The March 28, 2012 Guns and Butter episode featured more remarks by
Kelton and Hudson. Speaking first, Kelton went at length about how not
having a job essentially robs a person of their humanity, as if wage
labor is in our genes, or even has been a feature of human society for
very long. . She stated that governments can basically ensure full
employment and righteous functioning of capitalism by injecting the
correct amount of fiat money into the market, that there are no limits
on keystrokes (for creating money via computers), just as there are no
limits on how many points can be scored in a certain sports game. As if
points, which are not equivalent to anything, are the same as money,
which is a representation of value, used in a strict
political economic sense, i.e. the abstract socially necessary labor
time to produce a good or service intended for market exchange. Again
she presented the theory of Keynes to support her contentions.

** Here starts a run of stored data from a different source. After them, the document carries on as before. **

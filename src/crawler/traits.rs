//! Collaborator traits and per-URL outcome types
//!
//! The crawler never speaks HTTP or parses HTML itself. It schedules calls
//! into a [`Downloader`] and into the [`Document`]s it returns, and records
//! what happened to each URL in a [`CrawlResult`].

use crate::UrlError;
use async_trait::async_trait;
use std::collections::HashMap;
use thiserror::Error;

/// Fetches a URL and returns its content as a [`Document`]
#[async_trait]
pub trait Downloader: Send + Sync {
    async fn download(&self, url: &str) -> Result<Box<dyn Document>, DownloadError>;
}

/// Fetched content that can list its outbound links
#[async_trait]
pub trait Document: Send + Sync {
    async fn extract_links(&self) -> Result<Vec<String>, ExtractError>;
}

/// Failure reported by a [`Downloader`]
#[derive(Debug, Error)]
pub enum DownloadError {
    #[error("HTTP error: {0}")]
    Http(#[from] reqwest::Error),

    #[error("HTTP status {status}")]
    Status { status: u16 },

    #[error("Request timeout")]
    Timeout,

    #[error("Host unreachable: {0}")]
    Unreachable(String),

    #[error("{0}")]
    Other(String),
}

/// Failure reported by [`Document::extract_links`]
#[derive(Debug, Error)]
pub enum ExtractError {
    #[error("HTML parse error for {url}: {message}")]
    Parse { url: String, message: String },

    #[error("Extraction task failed: {0}")]
    Join(String),
}

/// Why a URL ended up in [`CrawlResult::errors`]
#[derive(Debug, Error)]
pub enum CrawlError {
    #[error("Malformed URL {url}: {source}")]
    MalformedUrl {
        url: String,
        #[source]
        source: UrlError,
    },

    #[error("Download failed for {url}: {source}")]
    Download {
        url: String,
        #[source]
        source: DownloadError,
    },
}

impl CrawlError {
    /// Short label used when grouping errors for display
    pub fn kind(&self) -> &'static str {
        match self {
            Self::MalformedUrl { .. } => "malformed-url",
            Self::Download {
                source: DownloadError::Status { .. },
                ..
            } => "http-status",
            Self::Download {
                source: DownloadError::Timeout,
                ..
            } => "timeout",
            Self::Download {
                source: DownloadError::Unreachable(_),
                ..
            } => "unreachable",
            Self::Download { .. } => "download",
        }
    }
}

/// Outcome of one crawl
///
/// A URL appears in at most one of `downloaded` and `errors`. URLs excluded by
/// the host allow-list appear in neither.
#[derive(Debug, Default)]
pub struct CrawlResult {
    /// URLs downloaded successfully, in no particular order
    pub downloaded: Vec<String>,

    /// URLs that failed, with the reason
    pub errors: HashMap<String, CrawlError>,
}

Hudson followed. The transcript can be read here. “And in all the textbooks there was
what was called Say’s Law; workers had to be able to buy the results of
what they produced. And this was a circular flow, the circular flow
between producers and consumers. And this idea goes all the way back to
the French Physiocrats, just before the French Revolution, who created
economics and account keeping......
So, the idea was that all of this increased production had to increase
consumption. So, the idea was, as a variant of functional finance, that
production creates its own market for consumption by paying workers,
who’d then buy the products they produce. So, the question is: Why
hadn’t this occurred? With all of this productivity since the end of
World War II and, especially, since 1980, why aren’t you all rich and
enjoying a leisure economy?........
Well, obviously, what has happened is that what was then applauded as
the post-industrial economy has become the financialised economy. The
reason you are working so much harder than you were before is because
you are paying off your debts. You’re not buying the goods and services
that you produce. You’re paying the banker because you can only
maintain your consumption standards and keep on spending what you
produce if you borrow to do it. That is the euro plan for you. That is
how the euro plan is replacing industrial capitalism with finance
capitalism.
Wages and living standards have not risen. All of the gains have been
siphoned off by finance. When they call for austerity, it is not the
fat that they are cutting—the fat is the financial sector—it’s the
bone; it’s the industrial sector. So, the post-industrial economy means
deindustrialization. It means unemployment for you. And unemployment
means lower wages.”
From the previously-cited Mattick article on Keynes: “Economic
stagnation and large-scale unemployment was at the center of Keynes’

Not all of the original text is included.